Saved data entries
▽

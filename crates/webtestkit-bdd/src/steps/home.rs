// Home page steps (@UI scenarios)

use crate::world::HarnessWorld;
use cucumber::{given, then, when};
use std::sync::Arc;

#[given(expr = "I open the home page")]
async fn open_home_page(world: &mut HarnessWorld) {
    let config = Arc::clone(&world.config);
    world
        .home_page()
        .open(&config)
        .await
        .expect("could not open the home page");
}

#[given(expr = "I accept cookies")]
async fn accept_cookies(world: &mut HarnessWorld) {
    world
        .home_page()
        .accept_cookies()
        .await
        .expect("could not accept cookies");
}

#[when(expr = "I fill {string} in the search field")]
async fn fill_search_field(world: &mut HarnessWorld, text: String) {
    world
        .home_page()
        .fill_search_field(&text)
        .await
        .expect("could not fill the search field");
}

#[when(expr = "I click on the search button")]
async fn click_search_button(world: &mut HarnessWorld) {
    world
        .home_page()
        .click_search_button()
        .await
        .expect("could not click the search button");
}

#[then(expr = "the first result is {string}")]
async fn first_result_is(world: &mut HarnessWorld, expected: String) {
    let actual = world
        .home_page()
        .first_result()
        .await
        .expect("could not read the first result");
    assert_eq!(actual, expected);
}
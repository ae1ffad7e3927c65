//! webtestkit-bdd: the Gherkin face of webtestkit
//!
//! Binds the harness library to the cucumber runner:
//!
//! - [`HarnessWorld`] owns each scenario's exclusive resources (one
//!   browser session, one REST client) plus run-scoped shared state
//!   (configuration, token store)
//! - [`hooks`] wires `@UI` / `@API` tagged setup and guaranteed teardown
//! - [`pages`] holds the page objects scenarios drive
//! - [`steps`] maps step text to page-object and REST-client calls
//! - [`HtmlReportWriter`] turns cucumber lifecycle events into the HTML
//!   report, attaching screenshots on failure
//!
//! The runner lives in `tests/bdd.rs`; feature files under
//! `tests/features/`.

pub mod hooks;
pub mod pages;
pub mod report_writer;
pub mod run_context;
pub mod steps;
pub mod world;

pub use report_writer::{BrowserWorld, HtmlReportWriter};
pub use run_context::RunContext;
pub use world::HarnessWorld;
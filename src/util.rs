//! Small utility helpers used across modules.

use std::sync::OnceLock;

use regex::Regex;

use crate::domain::TaskLink;

fn training_re() -> &'static Regex {
  static RE: OnceLock<Regex> = OnceLock::new();
  RE.get_or_init(|| Regex::new(r"trainings/(\d+)/tasks/(\d+)").expect("static regex"))
}

fn lesson_task_re() -> &'static Regex {
  static RE: OnceLock<Regex> = OnceLock::new();
  RE.get_or_init(|| Regex::new(r"lessons/(\d+)/tasks/(\d+)").expect("static regex"))
}

fn lesson_re() -> &'static Regex {
  static RE: OnceLock<Regex> = OnceLock::new();
  RE.get_or_init(|| Regex::new(r"lessons/(\d+)").expect("static regex"))
}

fn task_re() -> &'static Regex {
  static RE: OnceLock<Regex> = OnceLock::new();
  RE.get_or_init(|| Regex::new(r"tasks/(\d+)").expect("static regex"))
}

/// Extract `(lessonNumber, taskNumber)` from a course link.
///
/// Accepted shapes, first match wins:
///   `.../trainings/<a>/tasks/<b>`
///   `.../lessons/<a>/tasks/<b>`
///   any text containing both `lessons/<a>` and `tasks/<b>`
pub fn parse_task_link(text: &str) -> Option<TaskLink> {
  let pair = |a: &str, b: &str| TaskLink { lesson_number: a.to_string(), task_number: b.to_string() };

  if let Some(c) = training_re().captures(text) {
    return Some(pair(&c[1], &c[2]));
  }
  if let Some(c) = lesson_task_re().captures(text) {
    return Some(pair(&c[1], &c[2]));
  }
  match (lesson_re().captures(text), task_re().captures(text)) {
    (Some(l), Some(t)) => Some(pair(&l[1], &t[1])),
    _ => None,
  }
}

/// Strictly positive integer typed by a user (lesson, semester, task index, id).
pub fn parse_positive(text: &str) -> Option<i32> {
  text.trim().parse::<i32>().ok().filter(|n| *n > 0)
}

/// Media references are persisted as a JSON array in one column.
pub fn pack_media(refs: &[String]) -> Result<String, serde_json::Error> {
  serde_json::to_string(refs)
}

pub fn unpack_media(packed: &str) -> Result<Vec<String>, serde_json::Error> {
  if packed.trim().is_empty() {
    return Ok(vec![]);
  }
  serde_json::from_str(packed)
}

/// Log-safe truncation for large strings.
/// Avoids spamming logs with huge inbound payloads.
pub fn trunc_for_log(s: &str, max: usize) -> String {
  if s.len() <= max {
    return s.to_string();
  }
  let mut cut = max;
  while !s.is_char_boundary(cut) {
    cut -= 1;
  }
  format!("{}… ({} bytes total)", &s[..cut], s.len())
}
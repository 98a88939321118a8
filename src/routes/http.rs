//! HTTP endpoint handlers. These are thin wrappers that forward to core logic.
//! Each handler is instrumented and logs basic result info.

use std::sync::Arc;
use axum::{extract::State, http::StatusCode, response::{IntoResponse, Response}, Json};
use tracing::{error, info, instrument};

use crate::logic::handle_turn;
use crate::protocol::*;
use crate::state::AppState;

#[instrument(level = "info")]
pub async fn http_health() -> impl IntoResponse { Json(HealthOut { ok: true }) }

#[instrument(level = "info", skip(state))]
pub async fn http_stats(State(state): State<Arc<AppState>>) -> Response {
  match state.blocking(|st| Ok(st.catalog.statistics()?)).await {
    Ok(statistics) => {
      let active_sessions = state.sessions.len().await;
      Json(StatsOut { statistics, active_sessions }).into_response()
    }
    Err(e) => {
      error!(target: "gdz_catalog", error = %e, "HTTP stats failed");
      (StatusCode::INTERNAL_SERVER_ERROR, Json(serde_json::json!({ "error": e.to_string() }))).into_response()
    }
  }
}

/// One turn, processed synchronously; the replies are the response body.
#[instrument(level = "info", skip(state, turn), fields(conversation = turn.conversation))]
pub async fn http_post_turn(
  State(state): State<Arc<AppState>>,
  Json(turn): Json<InboundTurn>,
) -> impl IntoResponse {
  let replies = handle_turn(&state, turn).await;
  info!(target: "gdz_catalog", replies = replies.len(), "HTTP turn handled");
  Json(TurnOut { replies })
}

△

▶ **WHAT THE TASK ASKS**
Reproduce each line above exactly.

▶ **SOLUTION TO THIS PROBLEM**
filename crates/webtestkit-bdd/src/steps/home.rs
// Home page steps (@UI scenarios)

use crate::world::HarnessWorld;
use cucumber::{given, then, when};
use std::sync::Arc;

#[given(expr = "I open the home page")]
async fn open_home_page(world: &mut HarnessWorld) {
    let config = Arc::clone(&world.config);
    world
        .home_page()
        .open(&config)
        .await
        .expect("could not open the home page");
}

#[given(expr = "I accept cookies")]
async fn accept_cookies(world: &mut HarnessWorld) {
    world
        .home_page()
        .accept_cookies()
        .await
        .expect("could not accept cookies");
}

#[when(expr = "I fill {string} in the search field")]
async fn fill_search_field(world: &mut HarnessWorld, text: String) {
    world
        .home_page()
        .fill_search_field(&text)
        .await
        .expect("could not fill the search field");
}

#[when(expr = "I click on the search button")]
async fn click_search_button(world: &mut HarnessWorld) {
    world
        .home_page()
        .click_search_button()
        .await
        .expect("could not click the search button");
}

#[then(expr = "the first result is {string}")]
async fn first_result_is(world: &mut HarnessWorld, expected: String) {
    let actual = world
        .home_page()
        .first_result()
        .await
        .expect("could not read the first result");
    assert_eq!(actual, expected);
}
repository ae1ffad7e3927c65
//! webtestkit-bdd: the Gherkin face of webtestkit
//!
//! Binds the harness library to the cucumber runner:
//!
//! - [`HarnessWorld`] owns each scenario's exclusive resources (one
//!   browser session, one REST client) plus run-scoped shared state
//!   (configuration, token store)
//! - [`hooks`] wires `@UI` / `@API` tagged setup and guaranteed teardown
//! - [`pages`] holds the page objects scenarios drive
//! - [`steps`] maps step text to page-object and REST-client calls
//! - [`HtmlReportWriter`] turns cucumber lifecycle events into the HTML
//!   report, attaching screenshots on failure
//!
//! The runner lives in `tests/bdd.rs`; feature files under
//! `tests/features/`.

pub mod hooks;
pub mod pages;
pub mod report_writer;
pub mod run_context;
pub mod steps;
pub mod world;

pub use report_writer::{BrowserWorld, HtmlReportWriter};
pub use run_context::RunContext;
pub use world::HarnessWorld;
filename src/util.rs
//! Small utility helpers used across modules.

use std::sync::OnceLock;

use regex::Regex;

use crate::domain::TaskLink;

fn training_re() -> &'static Regex {
  static RE: OnceLock<Regex> = OnceLock::new();
  RE.get_or_init(|| Regex::new(r"trainings/(\d+)/tasks/(\d+)").expect("static regex"))
}

fn lesson_task_re() -> &'static Regex {
  static RE: OnceLock<Regex> = OnceLock::new();
  RE.get_or_init(|| Regex::new(r"lessons/(\d+)/tasks/(\d+)").expect("static regex"))
}

fn lesson_re() -> &'static Regex {
  static RE: OnceLock<Regex> = OnceLock::new();
  RE.get_or_init(|| Regex::new(r"lessons/(\d+)").expect("static regex"))
}

fn task_re() -> &'static Regex {
  static RE: OnceLock<Regex> = OnceLock::new();
  RE.get_or_init(|| Regex::new(r"tasks/(\d+)").expect("static regex"))
}

/// Extract `(lessonNumber, taskNumber)` from a course link.
///
/// Accepted shapes, first match wins:
///   `.../trainings/<a>/tasks/<b>`
///   `.../lessons/<a>/tasks/<b>`
///   any text containing both `lessons/<a>` and `tasks/<b>`
pub fn parse_task_link(text: &str) -> Option<TaskLink> {
  let pair = |a: &str, b: &str| TaskLink { lesson_number: a.to_string(), task_number: b.to_string() };

  if let Some(c) = training_re().captures(text) {
    return Some(pair(&c[1], &c[2]));
  }
  if let Some(c) = lesson_task_re().captures(text) {
    return Some(pair(&c[1], &c[2]));
  }
  match (lesson_re().captures(text), task_re().captures(text)) {
    (Some(l), Some(t)) => Some(pair(&l[1], &t[1])),
    _ => None,
  }
}

/// Strictly positive integer typed by a user (lesson, semester, task index, id).
pub fn parse_positive(text: &str) -> Option<i32> {
  text.trim().parse::<i32>().ok().filter(|n| *n > 0)
}

/// Media references are persisted as a JSON array in one column.
pub fn pack_media(refs: &[String]) -> Result<String, serde_json::Error> {
  serde_json::to_string(refs)
}

pub fn unpack_media(packed: &str) -> Result<Vec<String>, serde_json::Error> {
  if packed.trim().is_empty() {
    return Ok(vec![]);
  }
  serde_json::from_str(packed)
}

/// Log-safe truncation for large strings.
/// Avoids spamming logs with huge inbound payloads.
pub fn trunc_for_log(s: &str, max: usize) -> String {
  if s.len() <= max {
    return s.to_string();
  }
  let mut cut = max;
  while !s.is_char_boundary(cut) {
    cut -= 1;
  }
  format!("{}… ({} bytes total)", &s[..cut], s.len())
}
repository 98a88939321118a8
filename src/routes/http.rs
//! HTTP endpoint handlers. These are thin wrappers that forward to core logic.
//! Each handler is instrumented and logs basic result info.

use std::sync::Arc;
use axum::{extract::State, http::StatusCode, response::{IntoResponse, Response}, Json};
use tracing::{error, info, instrument};

use crate::logic::handle_turn;
use crate::protocol::*;
use crate::state::AppState;

#[instrument(level = "info")]
pub async fn http_health() -> impl IntoResponse { Json(HealthOut { ok: true }) }

#[instrument(level = "info", skip(state))]
pub async fn http_stats(State(state): State<Arc<AppState>>) -> Response {
  match state.blocking(|st| Ok(st.catalog.statistics()?)).await {
    Ok(statistics) => {
      let active_sessions = state.sessions.len().await;
      Json(StatsOut { statistics, active_sessions }).into_response()
    }
    Err(e) => {
      error!(target: "gdz_catalog", error = %e, "HTTP stats failed");
      (StatusCode::INTERNAL_SERVER_ERROR, Json(serde_json::json!({ "error": e.to_string() }))).into_response()
    }
  }
}

/// One turn, processed synchronously; the replies are the response body.
#[instrument(level = "info", skip(state, turn), fields(conversation = turn.conversation))]
pub async fn http_post_turn(
  State(state): State<Arc<AppState>>,
  Json(turn): Json<InboundTurn>,
) -> impl IntoResponse {
  let replies = handle_turn(&state, turn).await;
  info!(target: "gdz_catalog", replies = replies.len(), "HTTP turn handled");
  Json(TurnOut { replies })
}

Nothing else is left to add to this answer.